Em quarto lugar, as dificuldades amorosas liricamente referidas por Juncker. Contrariamente às aparências, há algum sentido naquilo que Juncker diz. E, para perceber esse sentido, é preciso voltar ao mestre de Vaihinger, Immanuel Kant. Kant via o mundo moral subordinado às forças do amor e do respeito, análogas às da atracção e da repulsão no mundo físico. As primeiras inclinam à aproximação, as segundas à distanciação. E Kant acrescentava (passa-se assim para o plano político) que os seres humanos são movidos por uma “insociável sociabilidade”, isto é, por tendências contraditórias para a aproximação e a distanciação, num equilíbrio sempre precário que é preciso manter. O lamento de Juncker parece ignorar por inteiro esta exigência de equilíbrio. Na sua hubris dionisíaca, ele quer só o amor, a paixão, a libido. É em tudo natural que lamente que, quando mais ela é necessária, esta tragicamente falhe. Aconselho-lhe a leitura de Montaigne, que escreveu páginas memoráveis sobre esse delicado problema.

Em quinto lugar, e agora passo para matérias mais caseiras, o PS, pela voz de António Costa, decidiu que a atracção entre os povos deve ser estimulada por uma enérgica ideia-força, a de uma espécie de frente anti-fascista (lembram-se de Estaline?) de denodados combatentes contra o populismo. A ideia desta nova peça de homilética socialista deve ter nascido numa pista de dança, ao som reluzente do disco das saudosas Sister Sledge cantando We Are Family, uma música particularmente afeiçoada pelas bandas do Largo do Rato, que produz covers dela como pãezinhos. O problema é que a ideia de unir a Europa fomentando entre os europeus uma guerra civil ideológica, largamente fundada em puras abstracções, não parece votada ao sucesso.

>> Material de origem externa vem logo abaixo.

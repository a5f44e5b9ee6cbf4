//! Session configuration.
//!
//! Loaded from TOML and overlaid from the environment. Every section has
//! defaults so an empty file (or no file) yields a usable configuration once
//! an API key is present.
//!
//! | Env | Default | Description |
//! |-----|---------|-------------|
//! | GEMINI_API_KEY / DUPLEX_API_KEY | (none) | Key for the live endpoint. |
//! | DUPLEX_MODEL | gemini-2.0-flash-live-001 | Model requested in the setup message. |
//! | DUPLEX_ENDPOINT | Gemini BidiGenerateContent | Websocket endpoint (key is appended). |
//! | DUPLEX_VOICE | Puck | Prebuilt voice name. |
//! | DUPLEX_PERSONA | (none) | Persona / system instruction. |
//! | DUPLEX_VIDEO_ENABLED | false | Stream 1 fps camera snapshots. |
//! | DUPLEX_ALT_VOICE_ENABLED | false | Enable the local synthesis backend. |
//! | DUPLEX_ALT_VOICE_URL | http://127.0.0.1:8004 | Base URL of the synthesis backend. |
//! | DUPLEX_RECORDING_ENABLED | true | Keep a local recording of the session. |

use crate::error::{SessionError, SessionResult};
use serde::{Deserialize, Serialize};
use std::path::Path;
use std::time::Duration;

pub const DEFAULT_LIVE_ENDPOINT: &str = "wss://generativelanguage.googleapis.com/ws/google.ai.generativelanguage.v1beta.GenerativeService.BidiGenerateContent";

fn default_voice() -> String {
    "Puck".to_string()
}

/// What the remote service answers with.
#[derive(Debug, Clone, Copy, PartialEq, Eq, Serialize, Deserialize, Default)]
#[serde(rename_all = "lowercase")]
pub enum ResponseModality {
    #[default]
    Audio,
    Text,
}

impl ResponseModality {
    pub fn as_wire(&self) -> &'static str {
        match self {
            ResponseModality::Audio => "AUDIO",
            ResponseModality::Text => "TEXT",
        }
    }
}

/// Top-level configuration for one session.
#[derive(Debug, Clone, Serialize, Deserialize)]
pub struct SessionConfig {
    /// Persona / system instruction sent when the channel opens.
    #[serde(default)]
    pub persona_instruction: String,
    /// Prebuilt voice of the remote service.
    #[serde(default = "default_voice")]
    pub voice: String,
    #[serde(default)]
    pub response_modality: ResponseModality,
    #[serde(default)]
    pub capture: CaptureConstraints,
    #[serde(default)]
    pub playback: PlaybackConfig,
    #[serde(default)]
    pub vad: VadConfig,
    #[serde(default)]
    pub alternate_voice: AlternateVoiceConfig,
    #[serde(default)]
    pub live: LiveConfig,
    #[serde(default)]
    pub recording: RecordingConfig,
}

impl Default for SessionConfig {
    fn default() -> Self {
        Self {
            persona_instruction: String::new(),
            voice: default_voice(),
            response_modality: ResponseModality::default(),
            capture: CaptureConstraints::default(),
            playback: PlaybackConfig::default(),
            vad: VadConfig::default(),
            alternate_voice: AlternateVoiceConfig::default(),
            live: LiveConfig::default(),
            recording: RecordingConfig::default(),
        }
    }
}

/// Microphone and camera constraints.
#[derive(Debug, Clone, Serialize, Deserialize)]
#[serde(default)]
pub struct CaptureConstraints {
    /// Uplink sample rate in Hz (default: 16000)
    pub sample_rate: u32,
    /// Samples per uplink frame (default: 4096)
    pub block_size: usize,
    /// Capture camera snapshots alongside audio
    pub video_enabled: bool,
    /// Interval between camera snapshots (default: 1000ms)
    pub snapshot_interval_ms: u64,
    /// Longest side of an uplinked snapshot; larger frames are downscaled
    pub max_snapshot_dimension: u32,
    /// JPEG quality 1-100
    pub jpeg_quality: u8,
    /// Broadcast capacity per subscriber, in frames
    pub fanout_capacity: usize,
    /// Preferred input device name; default device when unset
    pub input_device: Option<String>,
}

impl Default for CaptureConstraints {
    fn default() -> Self {
        Self {
            sample_rate: 16000,
            block_size: 4096,
            video_enabled: false,
            snapshot_interval_ms: 1000,
            max_snapshot_dimension: 768,
            jpeg_quality: 80,
            fanout_capacity: 64,
            input_device: None,
        }
    }
}

impl CaptureConstraints {
    pub fn snapshot_interval(&self) -> Duration {
        Duration::from_millis(self.snapshot_interval_ms)
    }
}

#[derive(Debug, Clone, Serialize, Deserialize)]
#[serde(default)]
pub struct PlaybackConfig {
    /// Rate of the output timeline; inbound audio at other rates is resampled (default: 24000)
    pub sample_rate: u32,
}

impl Default for PlaybackConfig {
    fn default() -> Self {
        Self { sample_rate: 24000 }
    }
}

/// Voice activity detection thresholds.
#[derive(Debug, Clone, Serialize, Deserialize)]
#[serde(default)]
pub struct VadConfig {
    /// RMS energy above which the user counts as speaking
    pub voice_threshold: f32,
    /// Continuous silence required before speaking clears (default: 3000ms)
    pub silence_timeout_ms: u64,
    /// How often the detector samples capture energy (default: 100ms)
    pub poll_interval_ms: u64,
}

impl Default for VadConfig {
    fn default() -> Self {
        Self {
            voice_threshold: 0.02,
            silence_timeout_ms: 3000,
            poll_interval_ms: 100,
        }
    }
}

impl VadConfig {
    pub fn silence_timeout(&self) -> Duration {
        Duration::from_millis(self.silence_timeout_ms)
    }

    pub fn poll_interval(&self) -> Duration {
        Duration::from_millis(self.poll_interval_ms)
    }
}

/// Local speech-synthesis backend used by the alternate voice path.
#[derive(Debug, Clone, Serialize, Deserialize)]
#[serde(default)]
pub struct AlternateVoiceConfig {
    pub enabled: bool,
    /// Base URL without trailing slash
    pub base_url: String,
    pub voice: String,
    /// Expressiveness passed to the backend (0.0 - 2.0)
    pub exaggeration: f32,
    pub timeout_secs: u64,
}

impl Default for AlternateVoiceConfig {
    fn default() -> Self {
        Self {
            enabled: false,
            base_url: "http://127.0.0.1:8004".to_string(),
            voice: "default".to_string(),
            exaggeration: 0.5,
            timeout_secs: 30,
        }
    }
}

/// Remote live endpoint.
#[derive(Debug, Clone, Serialize, Deserialize)]
#[serde(default)]
pub struct LiveConfig {
    pub endpoint: String,
    pub model: String,
    /// Never serialized back out.
    #[serde(skip_serializing)]
    pub api_key: Option<String>,
    pub connect_timeout_secs: u64,
    /// How long to wait for the setup acknowledgement
    pub setup_timeout_secs: u64,
    /// Ask the service for transcripts of both sides
    pub transcription: bool,
}

impl Default for LiveConfig {
    fn default() -> Self {
        Self {
            endpoint: DEFAULT_LIVE_ENDPOINT.to_string(),
            model: "gemini-2.0-flash-live-001".to_string(),
            api_key: None,
            connect_timeout_secs: 10,
            setup_timeout_secs: 15,
            transcription: true,
        }
    }
}

impl LiveConfig {
    /// The websocket URL with the API key attached.
    pub fn url(&self) -> SessionResult<String> {
        let key = self.api_key.as_deref().ok_or_else(|| {
            SessionError::Config("live channel requires GEMINI_API_KEY or DUPLEX_API_KEY".to_string())
        })?;
        let mut url = url::Url::parse(&self.endpoint)?;
        url.query_pairs_mut().append_pair("key", key);
        Ok(url.to_string())
    }

    pub fn connect_timeout(&self) -> Duration {
        Duration::from_secs(self.connect_timeout_secs)
    }

    pub fn setup_timeout(&self) -> Duration {
        Duration::from_secs(self.setup_timeout_secs)
    }
}

#[derive(Debug, Clone, Serialize, Deserialize)]
#[serde(default)]
pub struct RecordingConfig {
    pub enabled: bool,
    /// Longest side of the thumbnail
    pub thumbnail_size: u32,
}

impl Default for RecordingConfig {
    fn default() -> Self {
        Self {
            enabled: true,
            thumbnail_size: 160,
        }
    }
}

impl SessionConfig {
    /// Parse a TOML document. Missing sections take their defaults.
    pub fn from_toml_str(s: &str) -> SessionResult<Self> {
        Ok(toml::from_str(s)?)
    }

    /// Load from a TOML file, then apply environment overrides.
    pub fn from_file(path: impl AsRef<Path>) -> SessionResult<Self> {
        let raw = std::fs::read_to_string(path.as_ref())?;
        let mut config = Self::from_toml_str(&raw)?;
        config.apply_env();
        Ok(config)
    }

    /// Defaults plus environment overrides.
    pub fn from_env() -> Self {
        let mut config = Self::default();
        config.apply_env();
        config
    }

    /// Overlay `DUPLEX_*` variables (and `GEMINI_API_KEY`) onto this config.
    pub fn apply_env(&mut self) {
        if let Some(key) = env_opt_string("DUPLEX_API_KEY").or_else(|| env_opt_string("GEMINI_API_KEY")) {
            self.live.api_key = Some(key);
        }
        if let Some(model) = env_opt_string("DUPLEX_MODEL") {
            self.live.model = model;
        }
        if let Some(endpoint) = env_opt_string("DUPLEX_ENDPOINT") {
            self.live.endpoint = endpoint;
        }
        if let Some(voice) = env_opt_string("DUPLEX_VOICE") {
            self.voice = voice;
        }
        if let Some(persona) = env_opt_string("DUPLEX_PERSONA") {
            self.persona_instruction = persona;
        }
        self.capture.video_enabled = env_bool("DUPLEX_VIDEO_ENABLED", self.capture.video_enabled);
        self.alternate_voice.enabled =
            env_bool("DUPLEX_ALT_VOICE_ENABLED", self.alternate_voice.enabled);
        if let Some(url) = env_opt_string("DUPLEX_ALT_VOICE_URL") {
            self.alternate_voice.base_url = url;
        }
        self.recording.enabled = env_bool("DUPLEX_RECORDING_ENABLED", self.recording.enabled);
    }

    /// Reject configurations the pipeline cannot run with.
    pub fn validate(&self) -> SessionResult<()> {
        let c = &self.capture;
        if c.sample_rate == 0 || c.block_size == 0 {
            return Err(SessionError::Config(
                "capture sample_rate and block_size must be non-zero".to_string(),
            ));
        }
        if c.video_enabled && c.snapshot_interval_ms == 0 {
            return Err(SessionError::Config(
                "snapshot_interval_ms must be non-zero when video is enabled".to_string(),
            ));
        }
        if c.jpeg_quality == 0 || c.jpeg_quality > 100 {
            return Err(SessionError::Config(format!(
                "jpeg_quality must be 1-100, got {}",
                c.jpeg_quality
            )));
        }
        if c.fanout_capacity == 0 {
            return Err(SessionError::Config("fanout_capacity must be non-zero".to_string()));
        }
        if self.playback.sample_rate == 0 {
            return Err(SessionError::Config("playback sample_rate must be non-zero".to_string()));
        }
        if self.vad.poll_interval_ms == 0 {
            return Err(SessionError::Config("vad poll_interval_ms must be non-zero".to_string()));
        }
        if !(0.0..=1.0).contains(&self.vad.voice_threshold) {
            return Err(SessionError::Config(format!(
                "vad voice_threshold must be within 0.0-1.0, got {}",
                self.vad.voice_threshold
            )));
        }
        if self.voice.trim().is_empty() {
            return Err(SessionError::Config("voice must not be empty".to_string()));
        }
        Ok(())
    }

}

fn env_bool(name: &str, default: bool) -> bool {
    match std::env::var(name) {
        Ok(v) => {
            let v = v.trim();
            if v.is_empty() {
                default
            } else {
                v.eq_ignore_ascii_case("true") || v == "1"
            }
        }
        Err(_) => default,
    }
}

fn env_opt_string(name: &str) -> Option<String> {
    std::env::var(name)
        .ok()
        .map(|s| s.trim().to_string())
        .filter(|s| !s.is_empty())
}

#[cfg(test)]
mod tests {
    use super::*;

    #[test]
    fn defaults_match_pipeline_expectations() {
        let c = SessionConfig::default();
        assert_eq!(c.capture.sample_rate, 16000);
        assert_eq!(c.capture.block_size, 4096);
        assert_eq!(c.capture.snapshot_interval(), Duration::from_secs(1));
        assert_eq!(c.playback.sample_rate, 24000);
        assert_eq!(c.vad.silence_timeout(), Duration::from_millis(3000));
        assert_eq!(c.response_modality, ResponseModality::Audio);
        assert!(c.validate().is_ok());
    }

    #[test]
    fn partial_toml_keeps_section_defaults() {
        let c = SessionConfig::from_toml_str(
            r#"
            persona_instruction = "You are a patient interviewer."
            voice = "Kore"

            [capture]
            video_enabled = true

            [vad]
            voice_threshold = 0.05
            "#,
        )
        .unwrap();
        assert_eq!(c.voice, "Kore");
        assert!(c.capture.video_enabled);
        assert_eq!(c.capture.block_size, 4096);
        assert!((c.vad.voice_threshold - 0.05).abs() < 1e-6);
        assert_eq!(c.vad.silence_timeout_ms, 3000);
        assert!(c.recording.enabled);
    }

    #[test]
    fn validate_rejects_unusable_values() {
        let mut c = SessionConfig::default();
        c.capture.block_size = 0;
        assert!(matches!(c.validate(), Err(SessionError::Config(_))));

        let mut c = SessionConfig::default();
        c.capture.jpeg_quality = 0;
        assert!(c.validate().is_err());

        let mut c = SessionConfig::default();
        c.vad.voice_threshold = 1.5;
        assert!(c.validate().is_err());
    }

    #[test]
    fn live_url_requires_key() {
        let mut c = SessionConfig::default();
        c.live.api_key = None;
        assert!(matches!(c.live.url(), Err(SessionError::Config(_))));

        c.live.api_key = Some("abc123".into());
        let url = c.live.url().unwrap();
        assert!(url.starts_with("wss://generativelanguage.googleapis.com/"));
        assert!(url.ends_with("?key=abc123"));
    }
}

Mas quem sou eu para duvidar da sua justeza? Apesar de tudo, não é Costa extraordinariamente hábil? E não é ele muito capaz de ganhar as eleições, apesar de ter escolhido para cabeça de lista um ex-ministro cuja existência os portugueses desconheciam absolutamente até, pela mão de Costa, passar a aparecer várias vezes por dia na televisão a anunciar obras que se realizarão nas calendas gregas? A escolha de Pedro Marques, que Costa não se incomoda nada de reduzir à mais completa insignificância sempre que com ele aparece, é, de resto, uma das coisas mais divertidas desta campanha. A sucessão de episódios caricatos, alguns dos quais recapitulados por Ricardo Araújo Pereira no seu último programa, roça o inenarrável. E não há praticamente dia em que a coisa falhe. Ainda ontem se ajoelhou perante um cãozinho muito pequenino, perguntando-lhe se lhe podia fazer uma festa. Quando a mão se aproximava da cabeça do cão, este soltou um latido estridente que, no movimento instintivo de recuo, o ia fazendo estatelar-se no chão. É verdade que um certo ridículo quase inspira alguma simpatia.

O problema é que o riso às vezes distrai. E Pedro Marques contribui assim generosamente para nos distrair das eleições europeias. Mas não sejamos injustos: é um apenas entre múltiplos factores. Tudo, ou quase tudo, parece conspirar para a abstenção. É tanto assim que se fosse de propósito não se faria melhor.